Our recent preprint on gluon amplitudes has sparked a lot of discussion, so I want to share the backstory — including how AI helped crack a problem that had stumped us for a year. I'll also be giving a public lecture at Harvard this week. Details at the end.

About a year ago, world experts on this problem, Alfredo Guevara (IAS), David Skinner (Cambridge) and Andy Strominger (Harvard) realized something surprising: single-minus amplitudes should not be identically zero, despite the arguments in some textbooks to the contrary (which have a loophole when the interacting particles are collinear). The question became: what should these amplitudes actually be?

Last October, I joined the newly formed OpenAI for Science division, led by @kevinweil & @markchen90, with the goal of improving the scientific capabilities of our frontier models. I was so excited about what the latest internal models could do for physics that I invited my coauthor and PhD advisor Andy to work together with them on a problem so that he could see for himself.

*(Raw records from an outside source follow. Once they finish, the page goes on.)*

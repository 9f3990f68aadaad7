//! Resolution chain for cycle detection.
//!
//! One chain exists per top-level resolve call and is threaded by
//! reference through every recursive sub-resolution. It is never shared
//! across threads and never outlives the call that created it.

use crate::error::{ResolveError, ResolveResult};
use crate::key::Key;

const MAX_DEPTH: usize = 1024;

/// Ordered set of keys currently being constructed within one top-level
/// resolve call.
///
/// Invariant: a key appears at most once. A duplicate `enter` is the
/// cycle-detection trigger and produces the ordered path from the first
/// occurrence of the repeated key, e.g. `[A, B, A]`.
#[derive(Default)]
pub(crate) struct ResolutionChain {
    frames: Vec<Key>,
}

impl ResolutionChain {
    pub(crate) fn new() -> Self {
        Self::default()
    }

    /// Pushes `key` onto the chain, failing on a duplicate or when the
    /// depth guard trips.
    pub(crate) fn enter(&mut self, key: &Key) -> ResolveResult<()> {
        if let Some(pos) = self.frames.iter().position(|k| k == key) {
            let mut path: Vec<&'static str> = self.frames[pos..]
                .iter()
                .map(|k| k.display_name())
                .collect();
            path.push(key.display_name());
            return Err(ResolveError::Cyclic(path));
        }
        if self.frames.len() >= MAX_DEPTH {
            return Err(ResolveError::DepthExceeded(self.frames.len()));
        }
        self.frames.push(key.clone());
        Ok(())
    }

    /// Pops `key` from the chain. Called on both the success and error
    /// paths of a frame so sibling branches of the same top-level call
    /// are unaffected.
    pub(crate) fn exit(&mut self, key: &Key) {
        if let Some(last) = self.frames.pop() {
            debug_assert_eq!(&last, key);
        }
    }

    #[cfg(test)]
    pub(crate) fn depth(&self) -> usize {
        self.frames.len()
    }
}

Alfredo, David, and Andy had spent the past year trying to find a simple formula for the nonvanishing single-minus amplitudes, analogous to the Parke-Taylor formula obtained in the 80s for the double-minus ("MHV") amplitudes. Alfredo had obtained a complicated expression, Eq. 21 in the preprint, but it was unwieldy: a sum over Feynman diagrams whose complexity grows superexponentially in the number of interacting particles.

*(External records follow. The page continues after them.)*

//! Internal hook bag for pre-destroy and disposal callbacks.

use std::future::Future;
use std::pin::Pin;

/// Future type for asynchronous teardown hooks.
pub type BoxFutureUnit = Pin<Box<dyn Future<Output = ()> + Send>>;

/// Container for teardown hooks with LIFO execution order.
///
/// Holds both synchronous and asynchronous hooks. Async hooks run first
/// (in reverse registration order), then sync hooks (also reversed).
#[derive(Default)]
pub(crate) struct HookBag {
    sync: Vec<Box<dyn FnOnce() + Send>>,
    asyncs: Vec<Box<dyn FnOnce() -> BoxFutureUnit + Send>>,
}

impl HookBag {
    /// Add a synchronous teardown hook.
    pub(crate) fn push_sync(&mut self, f: Box<dyn FnOnce() + Send>) {
        self.sync.push(f);
    }

    /// Add an asynchronous teardown hook.
    pub(crate) fn push_async(&mut self, f: Box<dyn FnOnce() -> BoxFutureUnit + Send>) {
        self.asyncs.push(f);
    }

    /// Execute all sync hooks in reverse order (LIFO).
    pub(crate) fn run_sync_lifo(&mut self) {
        while let Some(f) = self.sync.pop() {
            (f)();
        }
    }

    /// Execute all async hooks in reverse order (LIFO).
    pub(crate) async fn run_async_lifo(&mut self) {
        while let Some(f) = self.asyncs.pop() {
            (f)().await;
        }
    }

    /// Returns `true` if no hooks are registered.
    pub(crate) fn is_empty(&self) -> bool {
        self.sync.is_empty() && self.asyncs.is_empty()
    }

    /// Returns `true` if async hooks are pending.
    pub(crate) fn has_async(&self) -> bool {
        !self.asyncs.is_empty()
    }
}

Using this formula, it was hard to compute the amplitudes up to n=6 (as shown in Eqs. 29--32), but we thought that a much simpler expression should exist, just like the Parke-Taylor formula had simplified the horrendous Feynman-diagram computations for MHV amplitudes (this is well explained in Part N.2 of Zee's QFT book). But such a formula was still proving elusive.

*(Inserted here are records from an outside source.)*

//! Binding descriptors and the creation state machine.

use std::any::Any;
use std::sync::Arc;

use parking_lot::Mutex;

use crate::error::ResolveResult;
use crate::key::Key;
use crate::metadata::BindingMetadata;
use crate::provider::ResolverContext;

/// Type-erased shared instance.
pub type AnyArc = Arc<dyn Any + Send + Sync>;

/// Composite construction function: factory, then member injectors, then
/// the post-construct hook. Assembled at registration time where the
/// concrete type is known.
pub(crate) type FactoryFn =
    Arc<dyn for<'a> Fn(&ResolverContext<'a>) -> ResolveResult<AnyArc> + Send + Sync>;

/// Type-erased pre-destroy hook; downcasts internally.
pub(crate) type PreDestroyFn = Arc<dyn Fn(&AnyArc) + Send + Sync>;

/// Creation state of a container-cached binding.
///
/// `Uncreated -> Creating -> Created` for cacheable scopes; prototype
/// bindings never enter this machine. A failed construction reverts to
/// `Uncreated` so a later call may retry.
pub(crate) enum CreationState {
    Uncreated,
    Creating,
    Created(AnyArc),
}

/// One registered type/implementation pair.
///
/// The descriptor part (key, metadata, factory, hooks) is immutable after
/// registration; the creation state is mutated only by the resolution
/// algorithm under the per-binding lock.
pub(crate) struct Binding {
    pub(crate) key: Key,
    pub(crate) metadata: BindingMetadata,
    pub(crate) ctor: FactoryFn,
    pub(crate) pre_destroy: Option<PreDestroyFn>,
    state: Mutex<CreationState>,
}

impl Binding {
    pub(crate) fn new(
        key: Key,
        metadata: BindingMetadata,
        ctor: FactoryFn,
        pre_destroy: Option<PreDestroyFn>,
    ) -> Self {
        Self {
            key,
            metadata,
            ctor,
            pre_destroy,
            state: Mutex::new(CreationState::Uncreated),
        }
    }

    /// Pre-seeded binding already in the created state. The factory is
    /// kept only so an explicit reset can re-create the instance; the
    /// resolution algorithm never invokes it while the seed is cached.
    pub(crate) fn preseeded(
        key: Key,
        metadata: BindingMetadata,
        ctor: FactoryFn,
        instance: AnyArc,
    ) -> Self {
        Self {
            key,
            metadata,
            ctor,
            pre_destroy: None,
            state: Mutex::new(CreationState::Created(instance)),
        }
    }

    /// Resolves a container-cached binding through the state machine.
    ///
    /// The per-binding lock is held across construction, so exactly one
    /// concurrent caller builds the instance; the rest block and observe
    /// `Created` on release. Construction recurses into dependent
    /// bindings while the lock is held; the resolution chain rejects
    /// cyclic eager graphs before any lock is taken, so cyclic lock
    /// acquisition is structurally impossible.
    ///
    /// Returns the instance and whether this call performed the
    /// construction (so the caller can register pre-destroy hooks once).
    pub(crate) fn resolve_cached(
        &self,
        ctx: &ResolverContext<'_>,
    ) -> ResolveResult<(AnyArc, bool)> {
        let mut state = self.state.lock();
        if let CreationState::Created(instance) = &*state {
            return Ok((instance.clone(), false));
        }
        *state = CreationState::Creating;
        match (self.ctor)(ctx) {
            Ok(instance) => {
                *state = CreationState::Created(instance.clone());
                Ok((instance, true))
            }
            Err(err) => {
                // Unconditional revert: never park in Creating.
                *state = CreationState::Uncreated;
                Err(err)
            }
        }
    }

    /// Constructs an instance without touching the state machine.
    /// Used for prototype resolution and as the construction template
    /// for scope stores.
    pub(crate) fn construct(&self, ctx: &ResolverContext<'_>) -> ResolveResult<AnyArc> {
        (self.ctor)(ctx)
    }

    /// Clears the cached instance back to `Uncreated`.
    pub(crate) fn reset(&self) {
        *self.state.lock() = CreationState::Uncreated;
    }

    #[cfg(feature = "diagnostics")]
    pub(crate) fn is_created(&self) -> bool {
        matches!(&*self.state.lock(), CreationState::Created(_))
    }
}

We engaged in a lot of back-and-forth with GPT-5.2 Pro, which helped us identify the kinematic region R_1 in which we should search for a simplified formula. It also found surprising nontrivial simplifications for the amplitudes that we had, shown in Eqs. 35--38, which led it to guess Eq. 39 for the general pattern. With this target in sight, we formulated a sharp question for an internal model to tackle, and it independently came up with the simple Eq. 39 and then proved it.

The part of the preprint following Eq. 39 is essentially the proof provided by the model and verified by us. This was truly a collaborative effort between humans and AI, with GPT-5.2 and its scaffolding contributing at the level of a very talented contributor. As Andy said, the final result it provided had eluded the team for a year and may not have been found for a while longer. To my mind, we have crossed a threshold for AI in physics.

I think that this year is going to be an inflection point for science, and that AI will do to physics in 2026 what it did to coding in 2025. I will be talking about these recent results and future directions at Harvard on Tuesday at 2pm in Science Center hall A.